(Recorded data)

════════════════════

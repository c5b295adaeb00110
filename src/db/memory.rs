// SPDX-License-Identifier: MIT
// Copyright 2026 Roland Dreier <roland@rolandd.dev>

//! In-memory store for tests and local development.
//!
//! A unit of work takes the store-wide lock and edits a private copy of the
//! state. Commit swaps the copy in; rollback or drop throws it away, so a
//! failed punch never leaves a partial write behind.

use std::collections::HashMap;
use std::sync::Arc;

use chrono::{DateTime, Utc};
use dashmap::DashSet;
use tokio::sync::{Mutex, OwnedMutexGuard};

use crate::db::store::{AttendanceStore, StoreOp, StoreTx, TimeRecord};
use crate::error::AppError;
use crate::models::{Attendance, AttendanceKind, AttendanceTime, PageParams, User};
use crate::time_utils::DayWindow;

#[derive(Debug, Clone)]
struct AttendanceRow {
    id: String,
    user_id: String,
    created_at: DateTime<Utc>,
    updated_at: DateTime<Utc>,
}

#[derive(Debug, Clone, Default)]
struct MemoryState {
    attendances: Vec<AttendanceRow>,
    times: Vec<AttendanceTime>,
    users: HashMap<String, User>,
    next_id: u64,
}

impl MemoryState {
    fn next_id(&mut self, prefix: &str) -> String {
        self.next_id += 1;
        format!("{}-{}", prefix, self.next_id)
    }

    fn active_time(&self, attendance_id: &str, kind: AttendanceKind) -> Option<&AttendanceTime> {
        self.times
            .iter()
            .find(|t| t.attendance_id == attendance_id && t.kind == kind && t.is_active())
    }

    /// Join an attendance row with its active punches.
    fn resolve(&self, row: &AttendanceRow) -> Option<Attendance> {
        let clocked_in = self.active_time(&row.id, AttendanceKind::ClockIn)?.clone();
        let clocked_out = self.active_time(&row.id, AttendanceKind::ClockOut).cloned();
        Some(Attendance {
            id: row.id.clone(),
            user_id: row.user_id.clone(),
            clocked_in,
            clocked_out,
            created_at: row.created_at,
            updated_at: row.updated_at,
        })
    }

    /// A user's rows, newest `created_at` first.
    fn rows_for<'a>(
        &'a self,
        user_id: &'a str,
        range: Option<DayWindow>,
    ) -> impl Iterator<Item = &'a AttendanceRow> + 'a {
        self.attendances
            .iter()
            .rev()
            .filter(move |a| a.user_id == user_id)
            .filter(move |a| range.map_or(true, |w| w.contains(a.created_at)))
    }
}

/// Thread-safe in-memory [`AttendanceStore`].
#[derive(Clone, Default)]
pub struct MemoryStore {
    state: Arc<Mutex<MemoryState>>,
    failures: Arc<DashSet<StoreOp>>,
}

impl MemoryStore {
    pub fn new() -> Self {
        Self::default()
    }

    /// Make every subsequent `op` fail with a persistence error.
    pub fn fail_on(&self, op: StoreOp) {
        self.failures.insert(op);
    }

    pub fn clear_failures(&self) {
        self.failures.clear();
    }

    fn check(&self, op: StoreOp) -> Result<(), AppError> {
        check(&self.failures, op)
    }
}

fn check(failures: &DashSet<StoreOp>, op: StoreOp) -> Result<(), AppError> {
    if failures.contains(&op) {
        return Err(AppError::Persistence(format!("injected failure on {:?}", op)));
    }
    Ok(())
}

/// Unit of work over [`MemoryStore`].
pub struct MemoryTx {
    guard: OwnedMutexGuard<MemoryState>,
    staged: MemoryState,
    failures: Arc<DashSet<StoreOp>>,
}

impl StoreTx for MemoryTx {
    async fn fetch_latest_attendance(
        &mut self,
        user_id: &str,
        window: &DayWindow,
    ) -> Result<Option<Attendance>, AppError> {
        check(&self.failures, StoreOp::FetchLatest)?;
        Ok(self
            .staged
            .rows_for(user_id, Some(*window))
            .next()
            .and_then(|row| self.staged.resolve(row)))
    }

    async fn create_attendance(
        &mut self,
        user_id: &str,
        clock_in: TimeRecord,
    ) -> Result<Attendance, AppError> {
        check(&self.failures, StoreOp::CreateAttendance)?;

        let attendance_id = self.staged.next_id("attendance");
        let time_id = self.staged.next_id("time");
        let row = AttendanceRow {
            id: attendance_id.clone(),
            user_id: user_id.to_string(),
            created_at: clock_in.pushed_at,
            updated_at: clock_in.recorded_at,
        };
        let time = AttendanceTime {
            id: time_id,
            attendance_id,
            kind: AttendanceKind::ClockIn,
            remark: clock_in.remark,
            pushed_at: clock_in.pushed_at,
            is_modified: false,
            created_at: clock_in.recorded_at,
            updated_at: clock_in.recorded_at,
        };

        let attendance = Attendance {
            id: row.id.clone(),
            user_id: row.user_id.clone(),
            clocked_in: time.clone(),
            clocked_out: None,
            created_at: row.created_at,
            updated_at: row.updated_at,
        };
        // Rows stay ordered by created_at so reads can walk them newest first
        let pos = self
            .staged
            .attendances
            .partition_point(|a| a.created_at <= row.created_at);
        self.staged.attendances.insert(pos, row);
        self.staged.times.push(time);
        Ok(attendance)
    }

    async fn invalidate_active_time(
        &mut self,
        attendance_id: &str,
        kind: AttendanceKind,
        at: DateTime<Utc>,
    ) -> Result<(), AppError> {
        check(&self.failures, StoreOp::InvalidateTime)?;

        for time in self
            .staged
            .times
            .iter_mut()
            .filter(|t| t.attendance_id == attendance_id && t.kind == kind && t.is_active())
        {
            time.is_modified = true;
            time.updated_at = at;
        }
        Ok(())
    }

    async fn insert_time(
        &mut self,
        attendance_id: &str,
        kind: AttendanceKind,
        record: TimeRecord,
    ) -> Result<AttendanceTime, AppError> {
        check(&self.failures, StoreOp::InsertTime)?;

        let id = self.staged.next_id("time");
        let time = AttendanceTime {
            id,
            attendance_id: attendance_id.to_string(),
            kind,
            remark: record.remark,
            pushed_at: record.pushed_at,
            is_modified: false,
            created_at: record.recorded_at,
            updated_at: record.recorded_at,
        };
        self.staged.times.push(time.clone());

        if let Some(row) = self
            .staged
            .attendances
            .iter_mut()
            .find(|a| a.id == attendance_id)
        {
            row.updated_at = record.recorded_at;
        }
        Ok(time)
    }

    async fn commit(mut self) -> Result<(), AppError> {
        check(&self.failures, StoreOp::Commit)?;
        *self.guard = self.staged;
        Ok(())
    }

    async fn rollback(self) -> Result<(), AppError> {
        Ok(())
    }
}

impl AttendanceStore for MemoryStore {
    type Tx = MemoryTx;

    async fn begin(&self, _user_id: &str) -> Result<MemoryTx, AppError> {
        self.check(StoreOp::Begin)?;
        let guard = self.state.clone().lock_owned().await;
        let staged = guard.clone();
        Ok(MemoryTx {
            guard,
            staged,
            failures: self.failures.clone(),
        })
    }

    async fn count_attendances(
        &self,
        user_id: &str,
        range: Option<DayWindow>,
    ) -> Result<u64, AppError> {
        self.check(StoreOp::Read)?;
        let state = self.state.lock().await;
        Ok(state.rows_for(user_id, range).count() as u64)
    }

    async fn list_attendances(
        &self,
        user_id: &str,
        range: Option<DayWindow>,
        page: PageParams,
    ) -> Result<Vec<Attendance>, AppError> {
        self.check(StoreOp::Read)?;
        let offset = page.offset().unwrap_or(u32::MAX) as usize;
        let state = self.state.lock().await;
        Ok(state
            .rows_for(user_id, range)
            .skip(offset)
            .take(page.per_page as usize)
            .filter_map(|row| state.resolve(row))
            .collect())
    }

    async fn get_attendance(&self, attendance_id: &str) -> Result<Option<Attendance>, AppError> {
        self.check(StoreOp::Read)?;
        let state = self.state.lock().await;
        Ok(state
            .attendances
            .iter()
            .find(|a| a.id == attendance_id)
            .and_then(|row| state.resolve(row)))
    }

    async fn attendance_times(&self, attendance_id: &str) -> Result<Vec<AttendanceTime>, AppError> {
        self.check(StoreOp::Read)?;
        let state = self.state.lock().await;
        Ok(state
            .times
            .iter()
            .filter(|t| t.attendance_id == attendance_id)
            .cloned()
            .collect())
    }

    async fn get_user(&self, user_id: &str) -> Result<Option<User>, AppError> {
        self.check(StoreOp::Read)?;
        Ok(self.state.lock().await.users.get(user_id).cloned())
    }

    async fn create_user(&self, user: &User) -> Result<User, AppError> {
        self.check(StoreOp::CreateUser)?;
        let mut state = self.state.lock().await;
        Ok(state
            .users
            .entry(user.id.clone())
            .or_insert_with(|| user.clone())
            .clone())
    }

    async fn update_user(&self, user: &User) -> Result<(), AppError> {
        self.check(StoreOp::UpdateUser)?;
        let mut state = self.state.lock().await;
        match state.users.get_mut(&user.id) {
            Some(existing) => {
                *existing = user.clone();
                Ok(())
            }
            None => Err(AppError::NotFound(format!("User {} not found", user.id))),
        }
    }
}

════════════════════

- **TASK DETAILS**: Quote every line of the records above, from the first down to the one holding "copy of the", exactly as written.

- **ANSWER FOR THIS EXERCISE**:
repository c5b295adaeb00110
filename src/db/memory.rs
// SPDX-License-Identifier: MIT
// Copyright 2026 Roland Dreier <roland@rolandd.dev>

//! In-memory store for tests and local development.
//!
//! A unit of work takes the store-wide lock and edits a private copy of the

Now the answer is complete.